For troubleshooting we will need a VM that we will use as jump host. Let us put it in a new subnet in the same Vnet.

subnet=vmsubnet
admin_password=$uper$ecretPassw0rd
admin_user=lab-user
az network vnet subnet create -g $rg-n $subnet --vnet-name $vnet --address-prefix 10.13.1.0/24
az vm create --image ubuntults -g $rg -n testvm --admin-password $admin_password --admin-username $admin_user --public-ip-address testvm-pip --vnet-name $vnet --subnet $subnet --os-disk-size 30 --storage-sku Standard_LRS --no-wait

When the VM is ready, you will be able to SSH to its public IP address. In order to connect to the AKS nodes, you will need to generate a public/private SSH key pair. I typically use the one in my laptop, which you can add to the Kubernetes nodes:

aksname=aksPacketWalkAzure
local_user=lab-user
noderg=$(az aks show -g $rg -n $aksname --query nodeResourceGroup -o tsv)
nodename=$(az vm list -g $noderg --query [0].name -o tsv)
az vm user update -g $noderg -n $nodename --username $local_user --ssh-key-value ~/.ssh/id_rsa.pub

After having your key in the kubernetes nodes, you can connect over your jump host, for example using the -J option in ssh (see here for more details).

Deploy an app

First thing we need to do is finding out the Resource Group where AKS infrastructure (such as the node VMs and the Load Balancers) are deployed:

aksname=aksPacketWalkAzure
noderg=$(az aks show -g akstest -n $aksname --query nodeResourceGroup -o tsv)
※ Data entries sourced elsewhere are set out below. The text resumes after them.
//! Backend selection and accelerator probing.

use ac_core::ComputeDevice;
use burn::backend::ndarray::NdArrayDevice;
use burn::backend::wgpu::{Wgpu, WgpuDevice};
use burn::backend::{Autodiff, NdArray};
use wgpu::{Backends, PowerPreference};

/// Training backend on the CPU.
pub type CpuBackend = Autodiff<NdArray>;
/// Training backend on the GPU.
pub type GpuBackend = Autodiff<Wgpu>;

/// CPU device handle.
#[must_use]
pub fn cpu_device() -> NdArrayDevice {
    NdArrayDevice::Cpu
}

/// Default wgpu device handle.
#[must_use]
pub fn gpu_device() -> WgpuDevice {
    WgpuDevice::default()
}

fn preferred_backends() -> Backends {
    #[cfg(target_os = "macos")]
    {
        Backends::METAL
    }
    #[cfg(target_os = "windows")]
    {
        Backends::DX12 | Backends::VULKAN
    }
    #[cfg(target_os = "linux")]
    {
        Backends::VULKAN
    }
    #[cfg(not(any(target_os = "macos", target_os = "windows", target_os = "linux")))]
    {
        Backends::all()
    }
}

/// Whether wgpu can hand out a high-performance hardware adapter.
#[must_use]
pub fn gpu_available() -> bool {
    let instance = wgpu::Instance::new(&wgpu::InstanceDescriptor {
        backends: preferred_backends(),
        ..Default::default()
    });

    let adapter = pollster::block_on(async {
        instance
            .request_adapter(&wgpu::RequestAdapterOptions {
                power_preference: PowerPreference::HighPerformance,
                force_fallback_adapter: false,
                compatible_surface: None,
            })
            .await
    });

    match adapter {
        Ok(adapter) => {
            let info = adapter.get_info();
            if info.device_type == wgpu::DeviceType::Cpu {
                log::debug!("Ignoring software adapter: {}", info.name);
                false
            } else {
                log::debug!("GPU adapter: {} ({:?})", info.name, info.backend);
                true
            }
        }
        Err(e) => {
            log::debug!("No GPU adapter: {e}");
            false
        }
    }
}

/// Resolve `runtime.device` against the probe.
///
/// # Errors
/// Returns `CoreError::Config` for an unknown device name.
pub fn select_device(name: &str) -> Result<ComputeDevice, ac_core::CoreError> {
    let request: ac_core::DeviceRequest = name.parse()?;
    let device = request.resolve(gpu_available);
    log::info!("Device request '{name}' resolved to {device}");
    Ok(device)
}

#[cfg(test)]
mod tests {
    use super::*;

    #[test]
    fn explicit_cpu_never_probes() {
        assert_eq!(select_device("cpu").unwrap(), ComputeDevice::Cpu);
    }

    #[test]
    fn unknown_device_is_a_config_error() {
        let err = select_device("tpu").unwrap_err();
        assert!(err.to_string().contains("tpu"));
    }
}
use ac_core::frame::Spectrogram;
use serde::Deserialize;

use crate::error::AudioError;
use crate::mel::{MelParams, MelSpectrogram};

const TOP_DB: f32 = 80.0;
const AMIN: f32 = 1e-10;
const LOG_OFFSET: f32 = 1e-6;

/// DCT normalization.
#[derive(Clone, Copy, Debug, Deserialize, PartialEq, Eq)]
#[serde(rename_all = "lowercase")]
pub enum DctNorm {
    /// Orthonormal DCT-II.
    Ortho,
}

/// Parameters of the `mfcc` transform.
#[derive(Clone, Debug, Deserialize, PartialEq)]
#[serde(default, deny_unknown_fields)]
pub struct MfccParams {
    pub n_mfcc: usize,
    /// Only type 2 is supported.
    pub dct_type: u8,
    pub norm: Option<DctNorm>,
    /// Use `ln(mel + 1e-6)` instead of decibels.
    pub log_mels: bool,
    /// Parameters of the underlying mel spectrogram.
    pub melkwargs: MelParams,
}

impl Default for MfccParams {
    fn default() -> Self {
        Self {
            n_mfcc: 40,
            dct_type: 2,
            norm: Some(DctNorm::Ortho),
            log_mels: false,
            melkwargs: MelParams::default(),
        }
    }
}

/// DCT-II basis, row-major `n_mfcc × n_mels`.
///
/// # Example
/// ```
/// use ac_audio::mfcc::{dct_matrix, DctNorm};
/// let dct = dct_matrix(4, 4, Some(DctNorm::Ortho));
/// // Orthonormal: first row is constant 1/sqrt(N)
/// assert!((dct[0] - 0.5).abs() < 1e-6);
/// ```
#[must_use]
pub fn dct_matrix(n_mfcc: usize, n_mels: usize, norm: Option<DctNorm>) -> Vec<f32> {
    let n = n_mels as f64;
    let mut dct = vec![0.0f32; n_mfcc * n_mels];
    for k in 0..n_mfcc {
        for i in 0..n_mels {
            let mut v = (std::f64::consts::PI / n * (i as f64 + 0.5) * k as f64).cos();
            match norm {
                Some(DctNorm::Ortho) => {
                    v *= (2.0 / n).sqrt();
                    if k == 0 {
                        v *= std::f64::consts::FRAC_1_SQRT_2;
                    }
                }
                None => v *= 2.0,
            }
            dct[k * n_mels + i] = v as f32;
        }
    }
    dct
}

/// Convert a power spectrogram to decibels in place, floored at `max - top_db`.
pub fn power_to_db(spec: &mut Spectrogram, top_db: Option<f32>) {
    for v in &mut spec.data {
        *v = 10.0 * v.max(AMIN).log10();
    }
    if let Some(top_db) = top_db {
        let floor = spec.max() - top_db;
        for v in &mut spec.data {
            *v = v.max(floor);
        }
    }
}

/// Mel-frequency cepstral coefficients.
///
/// # Example
/// ```
/// use ac_audio::mfcc::{Mfcc, MfccParams};
/// let mfcc = Mfcc::new(MfccParams::default(), 16000).unwrap();
/// let shape = mfcc.output_shape(16000);
/// assert_eq!((shape.bins, shape.frames), (40, 81));
/// ```
#[derive(Debug)]
pub struct Mfcc {
    n_mfcc: usize,
    log_mels: bool,
    mel: MelSpectrogram,
    dct: Vec<f32>,
}

impl Mfcc {
    /// Build the mel stage and DCT basis.
    ///
    /// # Errors
    /// Returns `AudioError::InvalidParams` for unsupported DCT types or
    /// `n_mfcc > n_mels`.
    pub fn new(params: MfccParams, sample_rate: u32) -> Result<Self, AudioError> {
        let invalid = |reason: String| AudioError::InvalidParams {
            transform: "mfcc",
            reason,
        };
        if params.dct_type != 2 {
            return Err(invalid(format!(
                "DCT type {} is not supported",
                params.dct_type
            )));
        }
        if params.n_mfcc == 0 {
            return Err(invalid("n_mfcc must be positive".into()));
        }
        let n_mels = params.melkwargs.n_mels;
        if params.n_mfcc > n_mels {
            return Err(invalid(format!(
                "n_mfcc ({}) cannot exceed n_mels ({n_mels})",
                params.n_mfcc
            )));
        }

        let mel = MelSpectrogram::new(params.melkwargs, sample_rate)?;
        let dct = dct_matrix(params.n_mfcc, n_mels, params.norm);
        Ok(Self {
            n_mfcc: params.n_mfcc,
            log_mels: params.log_mels,
            mel,
            dct,
        })
    }

    #[must_use]
    pub fn output_shape(&self, num_samples: usize) -> ac_core::FeatureShape {
        let frames = self.mel.output_shape(num_samples).frames;
        ac_core::FeatureShape::new(self.n_mfcc, frames)
    }

    /// Compute MFCCs, shape `n_mfcc × frames`.
    ///
    /// # Errors
    /// Propagates mel spectrogram failures.
    pub fn apply(&self, samples: &[f32]) -> Result<Spectrogram, AudioError> {
        let mut mel = self.mel.apply(samples)?;
        if self.log_mels {
            for v in &mut mel.data {
                *v = (*v + LOG_OFFSET).ln();
            }
        } else {
            power_to_db(&mut mel, Some(TOP_DB));
        }

        let n_mels = mel.bins;
        let frames = mel.frames;
        let mut out = Spectrogram::zeros(self.n_mfcc, frames);
        for k in 0..self.n_mfcc {
            let basis = &self.dct[k * n_mels..(k + 1) * n_mels];
            let row = &mut out.data[k * frames..(k + 1) * frames];
            for (m, &c) in basis.iter().enumerate() {
                for (acc, &v) in row.iter_mut().zip(mel.row(m)) {
                    *acc += c * v;
                }
            }
        }
        Ok(out)
    }
}

#[cfg(test)]
mod tests {
    use super::*;

    #[test]
    fn ortho_dct_rows_are_orthonormal() {
        let n = 16;
        let dct = dct_matrix(n, n, Some(DctNorm::Ortho));
        for a in 0..n {
            for b in 0..n {
                let dot: f32 = (0..n).map(|i| dct[a * n + i] * dct[b * n + i]).sum();
                let expected = if a == b { 1.0 } else { 0.0 };
                assert!((dot - expected).abs() < 1e-4, "rows {a},{b}: {dot}");
            }
        }
    }

    #[test]
    fn db_conversion_floors_at_top_db() {
        let mut spec = Spectrogram::from_vec(vec![1.0, 1e-12, 100.0, 1e-3], 2, 2).unwrap();
        power_to_db(&mut spec, Some(80.0));
        assert!((spec.data[0] - 0.0).abs() < 1e-5);
        assert!((spec.data[2] - 20.0).abs() < 1e-4);
        // 1e-12 clamps to amin (-100 dB) then to max - 80 = -60 dB
        assert!((spec.data[1] + 60.0).abs() < 1e-4);
        assert!((spec.data[3] + 30.0).abs() < 1e-4);
    }

    #[test]
    fn rejects_more_coefficients_than_mels() {
        let params = MfccParams {
            n_mfcc: 64,
            melkwargs: MelParams {
                n_mels: 32,
                ..MelParams::default()
            },
            ..MfccParams::default()
        };
        assert!(Mfcc::new(params, 16000).is_err());
    }

    #[test]
    fn rejects_other_dct_types() {
        let params = MfccParams {
            dct_type: 3,
            ..MfccParams::default()
        };
        assert!(matches!(
            Mfcc::new(params, 16000),
            Err(AudioError::InvalidParams { transform: "mfcc", .. })
        ));
    }

    #[test]
    fn tone_output_has_expected_shape() {
        let mfcc = Mfcc::new(
            MfccParams {
                n_mfcc: 13,
                melkwargs: MelParams {
                    n_fft: 512,
                    n_mels: 40,
                    ..MelParams::default()
                },
                ..MfccParams::default()
            },
            16000,
        )
        .unwrap();
        let samples: Vec<f32> = (0..16000)
            .map(|i| (2.0 * std::f32::consts::PI * 440.0 * i as f32 / 16000.0).sin())
            .collect();
        let out = mfcc.apply(&samples).unwrap();
        assert_eq!(out.shape(), mfcc.output_shape(16000));
        assert_eq!(out.bins, 13);
        assert!(out.data.iter().all(|v| v.is_finite()));
    }
}
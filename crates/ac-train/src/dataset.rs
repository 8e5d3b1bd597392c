use std::path::PathBuf;
use std::sync::Arc;

use ac_audio::decode::decode_file;
use ac_audio::{AudioError, Normalizer, SpectralTransform};
use ac_core::{FeatureShape, LabelIndex, Manifest, Spectrogram};
use anyhow::{Context, Result};

/// One training example: a feature matrix and its class index.
#[derive(Clone, Debug)]
pub struct Sample {
    pub features: Spectrogram,
    pub label: usize,
}

/// Indexed access to samples of a fixed feature shape.
///
/// Implémenté par : `AudioDataset`.
///
/// # Example
/// ```
/// use ac_core::{FeatureShape, Spectrogram};
/// use ac_train::dataset::{Sample, SampleSource};
///
/// struct Constant;
/// impl SampleSource for Constant {
///     fn len(&self) -> usize { 4 }
///     fn shape(&self) -> FeatureShape { FeatureShape::new(2, 3) }
///     fn get(&self, index: usize) -> anyhow::Result<Sample> {
///         Ok(Sample { features: Spectrogram::zeros(2, 3), label: index % 2 })
///     }
/// }
/// assert_eq!(Constant.get(3).unwrap().label, 1);
/// ```
pub trait SampleSource: Send + Sync {
    /// Number of samples.
    fn len(&self) -> usize;

    fn is_empty(&self) -> bool {
        self.len() == 0
    }

    /// Shape every sample has.
    fn shape(&self) -> FeatureShape;

    /// Build sample `index`. Never cached: each call redoes the work.
    ///
    /// # Errors
    /// Returns an error naming the row if the sample cannot be produced.
    fn get(&self, index: usize) -> Result<Sample>;
}

/// Manifest rows turned into feature matrices on demand.
///
/// Each `get` decodes the file, normalizes the waveform, applies the shared
/// transform and maps the label to its class index.
#[derive(Clone, Debug)]
pub struct AudioDataset {
    root: PathBuf,
    manifest: Manifest,
    labels: Arc<LabelIndex>,
    normalizer: Normalizer,
    transform: Arc<SpectralTransform>,
    shape: FeatureShape,
}

impl AudioDataset {
    pub fn new(
        root: impl Into<PathBuf>,
        manifest: Manifest,
        labels: Arc<LabelIndex>,
        normalizer: Normalizer,
        transform: Arc<SpectralTransform>,
    ) -> Self {
        let shape = transform.output_shape(normalizer.target_len());
        Self {
            root: root.into(),
            manifest,
            labels,
            normalizer,
            transform,
            shape,
        }
    }
}

impl SampleSource for AudioDataset {
    fn len(&self) -> usize {
        self.manifest.len()
    }

    fn shape(&self) -> FeatureShape {
        self.shape
    }

    fn get(&self, index: usize) -> Result<Sample> {
        let row = self.manifest.rows.get(index).with_context(|| {
            format!(
                "Row {index} out of range for {} ({} rows)",
                self.manifest.source.display(),
                self.manifest.len()
            )
        })?;
        let path = self.root.join(&row.path);
        let context = || {
            format!(
                "Sample {index} of {} ({})",
                self.manifest.source.display(),
                path.display()
            )
        };

        let waveform = decode_file(&path).with_context(context)?;
        let samples = self
            .normalizer
            .apply(waveform.samples, waveform.sample_rate)
            .with_context(context)?;
        let features = self.transform.apply(&samples).with_context(context)?;

        if features.shape() != self.shape {
            return Err(AudioError::ShapeMismatch {
                found: features.shape().to_string(),
                expected: self.shape.to_string(),
            })
            .with_context(context);
        }

        let label = self
            .labels
            .index_of(&row.label)
            .with_context(|| format!("Label '{}' is not in the label index", row.label))
            .with_context(context)?;

        log::debug!("Sample {index}: {} -> class {label}", path.display());
        Ok(Sample { features, label })
    }
}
I have deployed a simple service consisting of 2 pods and a LoadBalancer service:

apiVersion: apps/v1beta1
kind: Deployment
metadata:
  name: whereami
spec:
  replicas: 2
  strategy:
    rollingUpdate:
      maxSurge: 1
      maxUnavailable: 1
  minReadySeconds: 5
  template:
    metadata:
      labels:
        app: whereami
    spec:
      containers:
      - name: whereami
        image: erjosito/whereami:1.3
        ports:
        - containerPort: 80
---
apiVersion: v1
kind: Service
metadata:
  name: whereami
spec:
  type: LoadBalancer
  ports:
  - port: 80
  selector:
    app: whereami

Let’s have a look at the items that have been created:

$ k get svc
NAME         TYPE           CLUSTER-IP    EXTERNAL-IP      PORT(S)        AGE
kubernetes   ClusterIP      10.0.0.1      <none>           443/TCP        24m
whereami     LoadBalancer   10.0.159.58   51.144.176.251   80:30064/TCP   11m

$ k get ep whereami
NAME       ENDPOINTS                      AGE
whereami   10.13.76.26:80,10.13.76.7:80   37m

$ k get pod -o wide
NAME                       READY     STATUS    RESTARTS   AGE       IP            NODE                       NOMINATED NODE
whereami-564765b89-j7bpw   1/1       Running   0          46m       10.13.76.7    aks-nodepool1-31351229-0   <none>
whereami-564765b89-qfq2k   1/1       Running   0          46m       10.13.76.26   aks-nodepool1-31351229-0   <none>lb=$(az network lb list -g $noderg -o tsv --query [0].name)

Azure resources

As you can see, the service is of type LoadBalancer. That means that there should be an Azure Load Balancer in our resource group. Let’s have a look at it:

lb=$(az network lb list -g $noderg -o tsv --query [0].name)
az network lb rule list -g $noderg --lb-name $lb -o table
BackendPort    EnableFloatingIp    EnableTcpReset    FrontendPort    IdleTimeoutInMinutes    LoadDistribution    Name                                     Protocol    ProvisioningState    ResourceGroup
-------------  ------------------  ----------------  --------------  ----------------------  ------------------  ---------------------------------------  ----------  -------------------  ----------------------------------------
80             True                False             80              4                       Default             a48b4c0e11cfd11e9981c7abfb60d882-TCP-80  Tcp         Succeeded            MC_akstest_aksPacketWalkAzure_westeurope

az network lb probe list -g $noderg --lb-name $lb -o table
IntervalInSeconds    Name                                     NumberOfProbes    Port    Protocol    ProvisioningState    ResourceGroup
-------------------  ---------------------------------------  ----------------  ------  ----------  -------------------  ----------------------------------------
5                    a48b4c0e11cfd11e9981c7abfb60d882-TCP-80  2                 30064   Tcp         Succeeded            MC_akstest_aksPacketWalkAzure_westeurope

As you can see, the probe is monitoring the NodePort’s TCP port, not port 80. The probes are configured for the best supported response time: they are sent every 5 seconds, and will flag endpoints as down after 2 failures.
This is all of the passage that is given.